Satte Hiebe ins Gedärm
Patricia Kopatchinskaja geigt Beethoven und Konsorten geistreich gegen die Strich
Ihr Temperament ist umwerfend. Und kaum jemand hat in den letzten Jahren so dermaßen gegen den Strich gegeigt wie Patricia Kopatchinskaja. Die junge Frau aus Moldawien kickt Beethoven aus seinem gemütlich-bürgerlichen Fauteuil, genauso bekommen Bartók und Ravel satte Hiebe ins Gedärm.
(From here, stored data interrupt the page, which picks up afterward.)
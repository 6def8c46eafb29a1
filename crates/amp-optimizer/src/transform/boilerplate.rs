//! Inlines the runtime's own CSS into the `<style amp-runtime>` marker left by server-side
//! rendering, so the first frame does not wait for `v0.css`.

use amp_dom::{Document, NodeId};
use futures::FutureExt;
use futures::future::BoxFuture;
use serde_json::Value;
use tracing::{debug, warn};

use super::ssr::{OUTCOME_KEY, RUNTIME_MARKER_ATTR, SsrOutcome};
use super::{PassResults, Transform, TransformParams};
use crate::config::OptimizerConfig;
use crate::{Error, Result};

pub const VERSION_ATTR: &str = "i-amphtml-version";
pub const RUNTIME_VERSION_KEY: &str = "runtime.version";

#[derive(Debug, Clone, PartialEq, Eq)]
pub struct RuntimeCss {
    /// Runtime version (RTV) the styles belong to.
    pub version: String,
    pub css: String,
}

#[derive(Debug, thiserror::Error)]
pub enum RuntimeStylesError {
    #[error("No runtime styles available for version {version}")]
    UnknownVersion { version: String },

    #[error("Fetching runtime styles failed: {message}")]
    Fetch { message: String },
}

/// Source of the runtime stylesheet (a CDN fetcher with its own cache in production).
///
/// Failures are reported to the caller, which falls back to leaving the marker empty; they never
/// abort the pipeline.
pub trait RuntimeStyles: std::fmt::Debug + Send + Sync {
    fn fetch<'a>(
        &'a self,
        runtime_version: Option<&'a str>,
    ) -> BoxFuture<'a, std::result::Result<RuntimeCss, RuntimeStylesError>>;
}

/// Serves one fixed stylesheet, e.g. one bundled with the build.
#[derive(Debug, Clone)]
pub struct StaticRuntimeStyles {
    css: RuntimeCss,
}

impl StaticRuntimeStyles {
    pub fn new(version: impl Into<String>, css: impl Into<String>) -> Self {
        Self {
            css: RuntimeCss {
                version: version.into(),
                css: css.into(),
            },
        }
    }
}

impl RuntimeStyles for StaticRuntimeStyles {
    fn fetch<'a>(
        &'a self,
        runtime_version: Option<&'a str>,
    ) -> BoxFuture<'a, std::result::Result<RuntimeCss, RuntimeStylesError>> {
        let out = match runtime_version {
            Some(version) if version != self.css.version => {
                Err(RuntimeStylesError::UnknownVersion {
                    version: version.to_string(),
                })
            }
            _ => Ok(self.css.clone()),
        };
        futures::future::ready(out).boxed()
    }
}

#[derive(Debug, Clone, Default)]
pub struct AmpBoilerplateTransformer;

impl AmpBoilerplateTransformer {
    pub const NAME: &'static str = "AmpBoilerplateTransformer";

    pub fn factory(_options: &OptimizerConfig) -> Box<dyn Transform> {
        Box::new(Self)
    }

    async fn run(
        &self,
        doc: &mut Document,
        params: &TransformParams,
        results: &mut PassResults,
    ) -> Result<()> {
        let transformed = results.get_str(OUTCOME_KEY).is_some_and(|outcome| {
            outcome == SsrOutcome::BoilerplateKept.as_str()
                || outcome == SsrOutcome::BoilerplateRemoved.as_str()
        });
        let Some(marker) = find_runtime_marker(doc) else {
            if transformed {
                return Err(Error::MissingRuntimeMarker);
            }
            debug!("no runtime marker, skipping");
            return Ok(());
        };
        if doc.has_attr(marker, VERSION_ATTR) {
            debug!("runtime styles already inlined");
            return Ok(());
        }
        let Some(source) = params.runtime_styles.as_ref() else {
            debug!("no runtime styles source configured");
            return Ok(());
        };

        match source.fetch(params.runtime_version.as_deref()).await {
            Ok(RuntimeCss { version, css }) => {
                doc.set_attr(marker, VERSION_ATTR, version.clone())?;
                doc.insert_text(marker, css)?;
                results.insert(RUNTIME_VERSION_KEY, Value::String(version))?;
            }
            Err(err) => {
                // The runtime still loads v0.css itself; the page only paints a little later.
                warn!(%err, "runtime styles unavailable, leaving the marker empty");
            }
        }
        Ok(())
    }
}

impl Transform for AmpBoilerplateTransformer {
    fn name(&self) -> &'static str {
        Self::NAME
    }

    fn requires(&self) -> &'static [&'static str] {
        &[OUTCOME_KEY]
    }

    fn transform<'a>(
        &'a mut self,
        doc: &'a mut Document,
        params: &'a TransformParams,
        results: &'a mut PassResults,
    ) -> BoxFuture<'a, Result<()>> {
        self.run(doc, params, results).boxed()
    }
}

fn find_runtime_marker(doc: &Document) -> Option<NodeId> {
    let html = doc.first_child_by_tag(doc.root(), "html")?;
    let head = doc.first_child_by_tag(html, "head")?;
    doc.children(head)
        .find(|&node| doc.has_tag(node, "style") && doc.has_attr(node, RUNTIME_MARKER_ATTR))
}
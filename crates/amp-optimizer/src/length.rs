//! CSS-length-like attribute values (`width="300"`, `height="50%"`, `width="auto"`).

use regex::Regex;
use serde::Serialize;
use std::fmt;
use std::sync::OnceLock;

use crate::number::js_number_to_string;

fn length_regex() -> &'static Regex {
    static RE: OnceLock<Regex> = OnceLock::new();
    RE.get_or_init(|| {
        Regex::new(r"^([0-9]+(?:\.[0-9]+)?)(px|em|rem|vh|vw|vmin|vmax|%)?$").expect("valid regex")
    })
}

#[derive(Debug, Clone, Copy, PartialEq, Eq, Hash, Serialize)]
#[serde(rename_all = "lowercase")]
pub enum Unit {
    Px,
    Em,
    Rem,
    Vh,
    Vw,
    Vmin,
    Vmax,
    Percent,
    /// Lengths without a numeral: unset, `auto`, `fluid` or unparseable input.
    Unitless,
}

impl Unit {
    fn from_suffix(suffix: Option<&str>) -> Self {
        match suffix {
            None | Some("px") => Unit::Px,
            Some("em") => Unit::Em,
            Some("rem") => Unit::Rem,
            Some("vh") => Unit::Vh,
            Some("vw") => Unit::Vw,
            Some("vmin") => Unit::Vmin,
            Some("vmax") => Unit::Vmax,
            Some("%") => Unit::Percent,
            Some(_) => Unit::Unitless,
        }
    }

    pub fn suffix(self) -> &'static str {
        match self {
            Unit::Px => "px",
            Unit::Em => "em",
            Unit::Rem => "rem",
            Unit::Vh => "vh",
            Unit::Vw => "vw",
            Unit::Vmin => "vmin",
            Unit::Vmax => "vmax",
            Unit::Percent => "%",
            Unit::Unitless => "",
        }
    }
}

/// A parsed `width`/`height` attribute.
///
/// An invalid value is data, not an error: callers inspect [`CssLength::is_valid`] and fall back
/// to the safe outcome.
#[derive(Debug, Clone, Copy, PartialEq, Serialize)]
pub struct CssLength {
    pub numeral: f64,
    pub unit: Unit,
    pub is_set: bool,
    pub is_auto: bool,
    pub is_fluid: bool,
    pub is_valid: bool,
}

impl CssLength {
    /// An attribute that was not specified at all.
    pub const UNSET: CssLength = CssLength {
        numeral: 0.0,
        unit: Unit::Unitless,
        is_set: false,
        is_auto: false,
        is_fluid: false,
        is_valid: true,
    };

    pub const AUTO: CssLength = CssLength {
        numeral: 0.0,
        unit: Unit::Unitless,
        is_set: true,
        is_auto: true,
        is_fluid: false,
        is_valid: true,
    };

    /// A set, valid length.
    pub const fn new(numeral: f64, unit: Unit) -> Self {
        Self {
            numeral,
            unit,
            is_set: true,
            is_auto: false,
            is_fluid: false,
            is_valid: true,
        }
    }

    const fn invalid() -> Self {
        Self {
            numeral: 0.0,
            unit: Unit::Unitless,
            is_set: true,
            is_auto: false,
            is_fluid: false,
            is_valid: false,
        }
    }

    pub fn parse(raw: Option<&str>, allow_auto: bool) -> Self {
        let Some(raw) = raw else {
            return Self::UNSET;
        };
        match raw {
            "auto" => Self {
                is_valid: allow_auto,
                ..Self::AUTO
            },
            // `fluid` sizing is not among the layouts we can resolve statically.
            "fluid" => Self {
                is_fluid: true,
                ..Self::invalid()
            },
            _ => {
                let Some(caps) = length_regex().captures(raw) else {
                    return Self::invalid();
                };
                // Digit runs longer than `f64` can hold overflow to infinity.
                let numeral = caps[1].parse::<f64>().unwrap_or(f64::INFINITY);
                if !numeral.is_finite() {
                    return Self::invalid();
                }
                Self::new(numeral, Unit::from_suffix(caps.get(2).map(|m| m.as_str())))
            }
        }
    }

    /// Whether the length carries a concrete numeral (set, valid, not `auto`/`fluid`).
    pub fn is_definite(&self) -> bool {
        self.is_set && self.is_valid && !self.is_auto && !self.is_fluid
    }
}

impl fmt::Display for CssLength {
    fn fmt(&self, f: &mut fmt::Formatter<'_>) -> fmt::Result {
        if self.is_auto {
            return f.write_str("auto");
        }
        if !self.is_definite() {
            return Ok(());
        }
        write!(
            f,
            "{}{}",
            js_number_to_string(self.numeral),
            self.unit.suffix()
        )
    }
}
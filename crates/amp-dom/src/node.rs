use indexmap::IndexMap;

/// Element attributes. Lookups are by name; insertion order only matters for snapshots.
pub type Attributes = IndexMap<String, String>;

#[derive(Debug, Clone, PartialEq, Eq, Default)]
pub enum NodeKind {
    #[default]
    Document,
    Element {
        tag: String,
    },
    Text {
        text: String,
    },
    Comment {
        text: String,
    },
}

#[derive(Debug, Clone, PartialEq, Eq, Default)]
pub struct NodeData {
    pub kind: NodeKind,
    pub attrs: Attributes,
}

impl NodeData {
    pub fn element(tag: impl Into<String>) -> Self {
        Self {
            kind: NodeKind::Element {
                // HTML tag names are case-insensitive; the parser upstream hands them over lower-cased
                // but passes may create elements themselves.
                tag: tag.into().to_ascii_lowercase(),
            },
            attrs: Attributes::new(),
        }
    }

    pub fn text(text: impl Into<String>) -> Self {
        Self {
            kind: NodeKind::Text { text: text.into() },
            attrs: Attributes::new(),
        }
    }

    pub fn comment(text: impl Into<String>) -> Self {
        Self {
            kind: NodeKind::Comment { text: text.into() },
            attrs: Attributes::new(),
        }
    }

    pub fn tag(&self) -> Option<&str> {
        match &self.kind {
            NodeKind::Element { tag } => Some(tag.as_str()),
            _ => None,
        }
    }

    pub fn is_element(&self) -> bool {
        matches!(self.kind, NodeKind::Element { .. })
    }
}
Und das scheint nicht genug. Im Booklet zu ihrer Debüt-CD ist zu lesen, dass die 32-Jährige Beethoven am liebsten fragen würde, ob man die Kreutzer-Sonate nicht noch extremer spielen könnte. Nein, auf Schönklang ist die Kopatchinsjaka wirklich nicht aus, und man merkt schnell, dass der fein gepflegte Beethoven-Schinken aus dem behaglichen Kaminzimmer im Feuer gelandet ist, im Kopfsatz-Presto lichterloh zu brennen beginnt und selbst im eher braven Andante noch ordentlich glüht. Auch die saftigen Rumänischen Volkstänze von Bartók platzen gleich vor Energie, dazwischen bekommt Maurice Ravel in der G-Dur-Sonate tatsächlich den Blues, um wenig später berauscht in die Absinth-Ekstase abzudrehen.
Kratzbürstig ist das, aufwühlend leidenschaftlich und, ja, immer wieder auch betörend. Denn wenn’s drauf ankommt, gefrieren in Béla Bartóks „Tanz aus Butschum“ die allerzartesten Spinnennetze.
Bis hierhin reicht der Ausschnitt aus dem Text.